Spring bulbs: Keep planting spring flowering bulbs until the ground freezes. Crocus, daffodils, and tulips should be about three times deeper than the diameter of the bulbs. Add peat moss, fertilizer, and bulb dust to the soil as you plant; then give them a good watering.

Veggies: It’s time to get tomatoes out of the garden when temperatures fall below 50 degrees F. At this point, fruit stops ripening. Continue ripening tomatoes indoors. Stored at 70 degrees F, green tomatoes ripen in about two weeks; at 55 degrees F, they need about four weeks. Pull out any diseased foliage, and turn the soil over with peat moss or clean compost.

Leaves: Continue mowing your lawn until the grass stops growing. When you mow, go over leaves several times—using a mulching blade—and let pieces decompose into the lawn. According to Bob Mugaas, turfgrass specialist and horticulturist and program director of the University of Minnesota Research and Outreach Center, “The lawn should look like it was raked when you are done. If there are still piles of shredded leaves, be sure to rake them off of the lawn surface and either compost them or use them as mulch in other parts of the landscape. Leaves can also be removed from the lawn by picking them up using the mower’s bagging attachment (if it has one) and composted or redistributed as mulch cover in another part of the landscape.” Another good reason to mulch or rake? Slug control! When the ground is clean and tidy, it reduces their habitat.
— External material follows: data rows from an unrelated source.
//! ADTS AAC specific items
//!
//! Raw AAC framing as used outside a container. Each frame starts with a
//! 12-bit syncword; the fixed header carries the MPEG-4 sampling-frequency
//! index and channel configuration.

use crate::bytevector::ByteVector;
use crate::config::ParseOptions;
use crate::error::Result;
use crate::io::{BUFFER_SIZE, FileLike, FileStream};
use crate::macros::decode_err;
use crate::mpeg::MpegVersion;
use crate::properties::Codec;

use std::io::SeekFrom;
use std::time::Duration;

// MPEG-4 sampling frequencies by index; 13 and 14 are reserved, 15 is forbidden
const SAMPLE_RATES: [u32; 13] = [
	96000, 88200, 64000, 48000, 44100, 32000, 24000, 22050, 16000, 12000, 11025, 8000, 7350,
];

fn verify_adts_sync(bytes: [u8; 2]) -> bool {
	// 12 set bits, then version (any), layer == 0b00
	bytes[0] == 0xFF && (bytes[1] & 0xF6) == 0xF0
}

#[derive(Copy, Clone, Debug)]
pub(crate) struct AdtsHeader {
	pub(crate) version: MpegVersion,
	pub(crate) sample_rate: u32,
	pub(crate) channels: u8,
	pub(crate) len: u32,
	pub(crate) frames_per_adts_frame: u8,
}

impl AdtsHeader {
	/// Decode the 7 fixed header bytes
	///
	/// Returns `None` on reserved field values; the scan continues past them,
	/// since false syncs are common inside compressed payloads.
	fn read(header: &ByteVector, offset: usize) -> Option<Self> {
		if header.len() < offset + 7 {
			return None;
		}

		let byte2 = header[offset + 1];
		let byte3 = header[offset + 2];
		let byte4 = header[offset + 3];
		let byte5 = header[offset + 4];
		let byte6 = header[offset + 5];
		let byte7 = header[offset + 6];

		let version = match (byte2 >> 3) & 0b1 {
			0 => MpegVersion::V4,
			_ => MpegVersion::V2,
		};

		let sample_rate_index = (byte3 >> 2) & 0b1111;
		let Some(&sample_rate) = SAMPLE_RATES.get(sample_rate_index as usize) else {
			log::debug!("AAC: Frame header uses a reserved sample frequency index");
			return None;
		};

		let channels = ((byte3 & 0b1) << 2) | ((byte4 >> 6) & 0b11);

		let len = (u32::from(byte4 & 0b11) << 11)
			| (u32::from(byte5) << 3)
			| (u32::from(byte6) >> 5);
		if len < 7 {
			return None;
		}

		let frames_per_adts_frame = (byte7 & 0b11) + 1;

		Some(Self {
			version,
			sample_rate,
			channels,
			len,
			frames_per_adts_frame,
		})
	}

	fn cmp(self, other: &Self) -> bool {
		self.version == other.version
			&& self.sample_rate == other.sample_rate
			&& self.channels == other.channels
	}
}

fn find_adts_header<F: FileLike>(
	stream: &mut FileStream<F>,
	start: u64,
	max_search_length: u64,
) -> Result<Option<(u64, AdtsHeader)>> {
	let file_len = stream.len()?;
	let search_end = file_len.min(start.saturating_add(max_search_length));

	let mut window_start = start;

	while window_start + 1 < search_end {
		stream.seek(SeekFrom::Start(window_start))?;
		let window = stream.read_block(BUFFER_SIZE)?;
		if window.len() < 2 {
			break;
		}

		for i in 0..window.len() - 1 {
			let candidate = window_start + i as u64;
			if candidate >= search_end {
				return Ok(None);
			}

			if !verify_adts_sync([window[i], window[i + 1]]) {
				continue;
			}

			let header = if i + 7 <= window.len() {
				AdtsHeader::read(&window, i)
			} else {
				stream.seek(SeekFrom::Start(candidate))?;
				let bytes = stream.read_block(7)?;
				AdtsHeader::read(&bytes, 0)
			};

			let Some(header) = header else { continue };

			// Cross-check against the next frame; a stream that ends before one
			// is still accepted
			stream.seek(SeekFrom::Start(candidate + u64::from(header.len)))?;
			let next = stream.read_block(7)?;
			if next.len() == 7 {
				match AdtsHeader::read(&next, 0) {
					Some(next_header) if header.cmp(&next_header) => {},
					_ => continue,
				}
			}

			return Ok(Some((candidate, header)));
		}

		window_start += (window.len() - 1) as u64;
	}

	Ok(None)
}

/// Parse the ADTS stream between `media_start` and `media_end`
pub(crate) fn read_properties<F: FileLike>(
	stream: &mut FileStream<F>,
	media_start: u64,
	media_end: u64,
	parse_options: ParseOptions,
) -> Result<Vec<Codec>> {
	let Some((frame_offset, header)) =
		find_adts_header(stream, media_start, parse_options.max_junk_bytes as u64)?
	else {
		decode_err!(@BAIL Aac, "File contains no ADTS frame");
	};

	let stream_len = media_end.saturating_sub(frame_offset);

	// bitrate = frame_len * 8 * sample_rate / (frames_per_adts_frame * 1024) / 1000
	let bitrate = (u64::from(header.len) * 8 * u64::from(header.sample_rate)
		/ (u64::from(header.frames_per_adts_frame) * 1024)
		/ 1000) as u32;

	let mut duration = Duration::ZERO;
	if bitrate > 0 {
		// duration = stream_len * 8 / bitrate, floored at the millisecond
		duration = Duration::from_millis(stream_len * 8 / u64::from(bitrate));
	}

	let version = match header.version {
		MpegVersion::V4 => "MPEG-4",
		_ => "MPEG-2",
	};

	Ok(vec![Codec::audio(
		format!("{version} ADTS AAC"),
		duration,
		bitrate,
		header.sample_rate,
		header.channels,
		0,
	)])
}

#[cfg(test)]
mod tests {
	use super::{AdtsHeader, read_properties, verify_adts_sync};
	use crate::bytevector::ByteVector;
	use crate::config::ParseOptions;
	use crate::io::FileStream;

	use std::io::Cursor;
	use std::time::Duration;

	// MPEG-4, 44.1 kHz (index 4), 2 channels, frame length 416, one RDB
	fn adts_frame(len: u16) -> Vec<u8> {
		let mut frame = vec![0u8; len as usize];
		frame[0] = 0xFF;
		frame[1] = 0xF1; // MPEG-4, layer 0, no CRC
		frame[2] = 0b0101_0000; // profile LC, sample rate index 4
		frame[3] = (0b10 << 6) | ((len >> 11) as u8 & 0b11); // channel config 2
		frame[4] = (len >> 3) as u8;
		frame[5] = ((len as u8 & 0b111) << 5) | 0x1F;
		frame[6] = 0xFC; // buffer fullness low bits + one RDB
		frame
	}

	#[test_log::test]
	fn sync_verification() {
		assert!(verify_adts_sync([0xFF, 0xF1]));
		assert!(verify_adts_sync([0xFF, 0xF9]));
		// Layer bits must be zero
		assert!(!verify_adts_sync([0xFF, 0xF3]));
		assert!(!verify_adts_sync([0xFB, 0xF1]));
	}

	#[test_log::test]
	fn decode_header() {
		let frame = ByteVector::from(adts_frame(416));
		let header = AdtsHeader::read(&frame, 0).unwrap();

		assert_eq!(header.sample_rate, 44100);
		assert_eq!(header.channels, 2);
		assert_eq!(header.len, 416);
		assert_eq!(header.frames_per_adts_frame, 1);
	}

	#[test_log::test]
	fn reserved_sample_rate_index_rejected() {
		let mut frame = adts_frame(416);
		frame[2] = (frame[2] & 0b1100_0011) | (15 << 2);

		assert!(AdtsHeader::read(&ByteVector::from(frame), 0).is_none());
	}

	#[test_log::test]
	fn properties_follow_the_formulas() {
		let mut data = adts_frame(416);
		data.extend_from_slice(&adts_frame(416));

		let len = data.len() as u64;
		let mut stream = FileStream::new(Cursor::new(data));

		let codecs = read_properties(&mut stream, 0, len, ParseOptions::new()).unwrap();
		let codec = &codecs[0];

		let expected_bitrate = (416u64 * 8 * 44100 / 1024 / 1000) as u32;
		let properties = crate::properties::Properties::new(codecs.clone());
		assert_eq!(properties.audio_bitrate(), expected_bitrate);

		let expected_duration = len * 8 / u64::from(expected_bitrate);
		assert_eq!(codec.duration(), Duration::from_millis(expected_duration));
	}

	#[test_log::test]
	fn missing_frame_fails() {
		let data = vec![0u8; 512];
		let len = data.len() as u64;
		let mut stream = FileStream::new(Cursor::new(data));

		assert!(read_properties(&mut stream, 0, len, ParseOptions::new()).is_err());
	}
}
Ponds: What should be done with the fish in outdoor ponds? Will they survive the winter weather? According to the experts at Aquascape, Inc., “If you simply make sure that your pond is at least 2 feet deep, the proximity of the earth to the pond’s surface will not allow the latter to freeze any deeper than 8 inches. That leaves 16 inches for the fish to lounge around and basically hibernate over the winter. You do need to keep a hole in the ice using a floating heater or aerator to allow for the exchange of gasses (CO2 for oxygen). Other than that, your fish will do just fine in the pond, all year-round. Supplemental oxygen can also be supplied by running your waterfalls, adding a bubbler, or using the pump to churn the water near the surface.” Keep leaves and debris out of the water by stretching a net across the surface.

Weeds: Use a weed killer that contains a pre and post-emergent herbicide on stubborn weedy plants. Candidates include dandelion, crabgrass, and clover. In fall, plants will shift the chemical to the roots, where they’re trying to store energy for the long, cold winter. If you manually pull the weeds, burn them. Composting weed seeds is just asking for trouble.

Fertilizer: There’s still time to apply a fertilizer to your lawn in order to “green it up” for spring.